Stored items =
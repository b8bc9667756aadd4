// Copyright 2026 the Scrollstack Authors
// SPDX-License-Identifier: Apache-2.0 OR MIT

//! Layout cache.
//!
//! [`StackLayout::measure`] reads the natural-flow position of every item and
//! derives the scroll thresholds the resolver works from. Measurement always
//! neutralizes existing overrides first, so a layout never depends on the
//! transforms that were computed from a previous layout.
//!
//! A layout is an immutable snapshot. Offsets from different layouts must not
//! be mixed; on resize the engine replaces the whole value.

use alloc::vec::Vec;

use crate::config::StackConfig;
use crate::surface::{LayoutHost, VisualItem};

/// Measured geometry for one stacked item.
#[derive(Clone, Copy, Debug, PartialEq)]
pub struct StackItem {
    /// Position in the sequence.
    pub index: usize,
    /// Document-relative top with no transform or placement override.
    pub natural_top: f64,
    /// Viewport offset at which the item locks.
    pub sticky_target: f64,
    /// Scroll offset at which the item reaches its sticky target.
    pub trigger_start: f64,
    /// Scroll offset at which the item's scale transition completes.
    pub trigger_end: f64,
}

impl StackItem {
    /// Linear progress of `scroll_offset` through `[trigger_start,
    /// trigger_end]`, clamped to `[0, 1]`.
    ///
    /// A degenerate range (`trigger_end <= trigger_start`) counts as fully
    /// resolved.
    #[inline]
    #[must_use]
    pub fn progress(&self, scroll_offset: f64) -> f64 {
        let span = self.trigger_end - self.trigger_start;
        if span.is_nan() || span <= 0.0 {
            return 1.0;
        }
        ((scroll_offset - self.trigger_start) / span).clamp(0.0, 1.0)
    }

    /// Whether `scroll_offset` has reached this item's pin position.
    #[inline]
    #[must_use]
    pub fn is_reached(&self, scroll_offset: f64) -> bool {
        scroll_offset >= self.trigger_start
    }
}

/// One consistent measurement of the whole stack.
#[derive(Clone, Debug, Default, PartialEq)]
pub struct StackLayout {
    /// Items in sequence order.
    pub items: Vec<StackItem>,
    /// Viewport height the percentages were resolved against.
    pub viewport_height: f64,
    /// Scroll offset past which the stack stops pinning and travels with the
    /// page as one unit.
    pub pin_end: f64,
    /// Whether `pin_end` came from the end sentinel (as opposed to the
    /// fallback buffer).
    pub has_sentinel: bool,
}

impl StackLayout {
    /// Measures `items` against `host` and derives all thresholds.
    ///
    /// Every item is neutralized before any geometry is read, and a reflow is
    /// forced in between, so the result reflects natural flow. Overrides are
    /// left neutralized; the caller reapplies placement.
    pub fn measure<I, H>(items: &mut [I], host: &H, config: &StackConfig) -> Self
    where
        I: VisualItem,
        H: LayoutHost + ?Sized,
    {
        let viewport_height = finite_or_zero(host.viewport_height());
        if items.is_empty() {
            return Self {
                items: Vec::new(),
                viewport_height,
                pin_end: 0.0,
                has_sentinel: false,
            };
        }

        for item in items.iter_mut() {
            item.neutralize();
        }
        host.force_reflow();

        let anchor = finite_or_zero(host.scroll_anchor());
        let stack_px = finite_or_zero(config.stack_position.resolve(viewport_height));
        let scale_end_px = finite_or_zero(config.scale_end_position.resolve(viewport_height));
        let spacing = finite_or_zero(config.item_stack_distance);

        let measured: Vec<StackItem> = items
            .iter()
            .enumerate()
            .map(|(index, item)| {
                let natural_top = finite_or_zero(item.bounding_box().y0) + anchor;
                let sticky_target = stack_px + spacing * index as f64;
                StackItem {
                    index,
                    natural_top,
                    sticky_target,
                    trigger_start: natural_top - sticky_target,
                    trigger_end: natural_top - scale_end_px,
                }
            })
            .collect();

        let sentinel_top = host
            .end_sentinel()
            .map(|rect| rect.y0)
            .filter(|top| top.is_finite());
        let (pin_end, has_sentinel) = match sentinel_top {
            Some(top) => (top + anchor - viewport_height / 2.0, true),
            None => {
                let last = measured.last().map_or(0.0, |item| item.natural_top);
                (last + finite_or_zero(config.end_fallback_buffer), false)
            }
        };

        Self {
            items: measured,
            viewport_height,
            pin_end,
            has_sentinel,
        }
    }

    /// Number of items.
    #[inline]
    #[must_use]
    pub fn len(&self) -> usize {
        self.items.len()
    }

    /// Whether the layout has no items.
    #[inline]
    #[must_use]
    pub fn is_empty(&self) -> bool {
        self.items.is_empty()
    }

    /// The last item, which decides stack completion.
    #[inline]
    #[must_use]
    pub fn last(&self) -> Option<&StackItem> {
        self.items.last()
    }
}

#[inline]
fn finite_or_zero(v: f64) -> f64 {
    if v.is_finite() { v } else { 0.0 }
}

#[cfg(test)]
pub(crate) mod tests {
    use super::*;
    use crate::config::Length;
    use crate::resolve::ItemTransform;
    use crate::surface::{ItemSetup, Placement};
    use alloc::vec;
    use core::cell::Cell;
    use kurbo::Rect;

    /// An item that reports a displaced box while a translation is applied,
    /// and counts every write.
    #[derive(Debug, Default)]
    pub(crate) struct FakeItem {
        pub(crate) natural_top: f64,
        pub(crate) height: f64,
        pub(crate) translate_y: f64,
        pub(crate) placement: Option<Placement>,
        pub(crate) setup: Option<ItemSetup>,
        pub(crate) transform_writes: usize,
        pub(crate) filter_writes: usize,
        pub(crate) last_transform: Option<ItemTransform>,
        pub(crate) last_blur: f64,
        pub(crate) restored: usize,
    }

    impl FakeItem {
        pub(crate) fn at(natural_top: f64) -> Self {
            Self {
                natural_top,
                height: 400.0,
                ..Self::default()
            }
        }
    }

    impl VisualItem for FakeItem {
        fn bounding_box(&self) -> Rect {
            let top = self.natural_top + self.translate_y;
            Rect::new(0.0, top, 600.0, top + self.height)
        }

        fn set_transform(&mut self, transform: &ItemTransform) {
            self.translate_y = transform.translate_y;
            self.last_transform = Some(*transform);
            self.transform_writes += 1;
        }

        fn set_filter(&mut self, blur: f64) {
            self.last_blur = blur;
            self.filter_writes += 1;
        }

        fn set_placement(&mut self, placement: Placement) {
            self.placement = Some(placement);
        }

        fn setup(&mut self, setup: ItemSetup) {
            self.setup = Some(setup);
        }

        fn neutralize(&mut self) {
            self.translate_y = 0.0;
            self.placement = Some(Placement::Natural);
        }

        fn restore(&mut self) {
            self.translate_y = 0.0;
            self.placement = None;
            self.setup = None;
            self.last_transform = None;
            self.last_blur = 0.0;
            self.restored += 1;
        }
    }

    /// A page with a fixed viewport and a mutable scroll position.
    #[derive(Debug)]
    pub(crate) struct FakeHost {
        pub(crate) viewport_height: f64,
        pub(crate) scroll: Cell<f64>,
        pub(crate) sentinel_doc_top: Option<f64>,
        pub(crate) reflows: Cell<usize>,
    }

    impl FakeHost {
        pub(crate) fn new(viewport_height: f64) -> Self {
            Self {
                viewport_height,
                scroll: Cell::new(0.0),
                sentinel_doc_top: None,
                reflows: Cell::new(0),
            }
        }
    }

    impl LayoutHost for FakeHost {
        fn viewport_height(&self) -> f64 {
            self.viewport_height
        }

        fn scroll_anchor(&self) -> f64 {
            self.scroll.get()
        }

        fn force_reflow(&self) {
            self.reflows.set(self.reflows.get() + 1);
        }

        fn end_sentinel(&self) -> Option<Rect> {
            // Viewport-relative, like a real bounding box.
            self.sentinel_doc_top.map(|top| {
                let y = top - self.scroll.get();
                Rect::new(0.0, y, 600.0, y)
            })
        }
    }

    /// Items whose natural tops are `first`, `first + step`, ...
    pub(crate) fn items(n: usize, first: f64, step: f64) -> Vec<FakeItem> {
        (0..n)
            .map(|i| FakeItem::at(first + step * i as f64))
            .collect()
    }

    /// The reference configuration: 30px spacing, pin at 20%, scale end at
    /// 10%, base scale 0.85, scale step 0.03.
    pub(crate) fn reference_config() -> StackConfig {
        StackConfig {
            item_stack_distance: 30.0,
            stack_position: Length::parse("20%"),
            scale_end_position: Length::parse("10%"),
            base_scale: 0.85,
            item_scale: 0.03,
            ..StackConfig::new()
        }
    }

    #[test]
    fn thresholds_follow_configuration() {
        let mut cards = items(4, 1000.0, 500.0);
        let host = FakeHost::new(800.0);
        let layout = StackLayout::measure(&mut cards, &host, &reference_config());

        assert_eq!(layout.len(), 4);
        let first = layout.items[0];
        assert_eq!(first.natural_top, 1000.0);
        assert_eq!(first.sticky_target, 160.0);
        assert_eq!(first.trigger_start, 840.0);
        assert_eq!(first.trigger_end, 920.0);

        let third = layout.items[2];
        assert_eq!(third.natural_top, 2000.0);
        assert_eq!(third.sticky_target, 220.0);
        assert_eq!(third.trigger_start, 1780.0);
        assert_eq!(third.trigger_end, 1920.0);
        assert_eq!(host.reflows.get(), 1);
    }

    #[test]
    fn measurement_ignores_applied_transforms() {
        let mut cards = items(3, 500.0, 300.0);
        cards[1].translate_y = 250.0;
        let host = FakeHost::new(1000.0);
        host.scroll.set(120.0);
        let layout = StackLayout::measure(&mut cards, &host, &reference_config());
        // Box is viewport-relative; adding the anchor recovers the document top.
        assert_eq!(layout.items[1].natural_top, 800.0 + 120.0);
        assert_eq!(cards[1].translate_y, 0.0);
    }

    #[test]
    fn remeasure_is_idempotent() {
        let mut cards = items(5, 900.0, 450.0);
        let mut host = FakeHost::new(720.0);
        host.sentinel_doc_top = Some(3500.0);
        let config = reference_config();
        let a = StackLayout::measure(&mut cards, &host, &config);
        let b = StackLayout::measure(&mut cards, &host, &config);
        assert_eq!(a, b);
        for (x, y) in a.items.iter().zip(&b.items) {
            assert_eq!(x.trigger_start.to_bits(), y.trigger_start.to_bits());
            assert_eq!(x.trigger_end.to_bits(), y.trigger_end.to_bits());
        }
    }

    #[test]
    fn pin_end_from_sentinel() {
        let mut cards = items(2, 1000.0, 500.0);
        let mut host = FakeHost::new(800.0);
        host.sentinel_doc_top = Some(2400.0);
        host.scroll.set(300.0);
        let layout = StackLayout::measure(&mut cards, &host, &reference_config());
        assert!(layout.has_sentinel);
        assert_eq!(layout.pin_end, 2400.0 - 400.0);
    }

    #[test]
    fn pin_end_fallback_without_sentinel() {
        let mut cards = items(3, 1000.0, 500.0);
        let host = FakeHost::new(800.0);
        let mut config = reference_config();
        config.end_fallback_buffer = 250.0;
        let layout = StackLayout::measure(&mut cards, &host, &config);
        assert!(!layout.has_sentinel);
        assert_eq!(layout.pin_end, 2000.0 + 250.0);
        assert!(layout.pin_end > layout.last().map_or(0.0, |it| it.trigger_start));
    }

    #[test]
    fn empty_stack_measures_to_empty_layout() {
        let mut cards: Vec<FakeItem> = vec![];
        let host = FakeHost::new(800.0);
        let layout = StackLayout::measure(&mut cards, &host, &reference_config());
        assert!(layout.is_empty());
        assert_eq!(layout.pin_end, 0.0);
        assert_eq!(host.reflows.get(), 0);
    }

    #[test]
    fn degenerate_range_is_fully_resolved() {
        let item = StackItem {
            index: 0,
            natural_top: 100.0,
            sticky_target: 50.0,
            trigger_start: 50.0,
            trigger_end: 20.0,
        };
        assert_eq!(item.progress(-1.0e9), 1.0);
        assert_eq!(item.progress(50.0), 1.0);
    }

    #[test]
    fn progress_is_linear_and_clamped() {
        let item = StackItem {
            index: 0,
            natural_top: 1000.0,
            sticky_target: 160.0,
            trigger_start: 840.0,
            trigger_end: 920.0,
        };
        assert_eq!(item.progress(840.0), 0.0);
        assert_eq!(item.progress(880.0), 0.5);
        assert_eq!(item.progress(920.0), 1.0);
        assert_eq!(item.progress(-1.0e12), 0.0);
        assert_eq!(item.progress(1.0e12), 1.0);
        assert_eq!(item.progress(f64::INFINITY), 1.0);
    }
}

Task description = Every line above that holds the word "restored" should be copied out.

Expected output =
        pub(crate) restored: usize,
            self.restored += 1;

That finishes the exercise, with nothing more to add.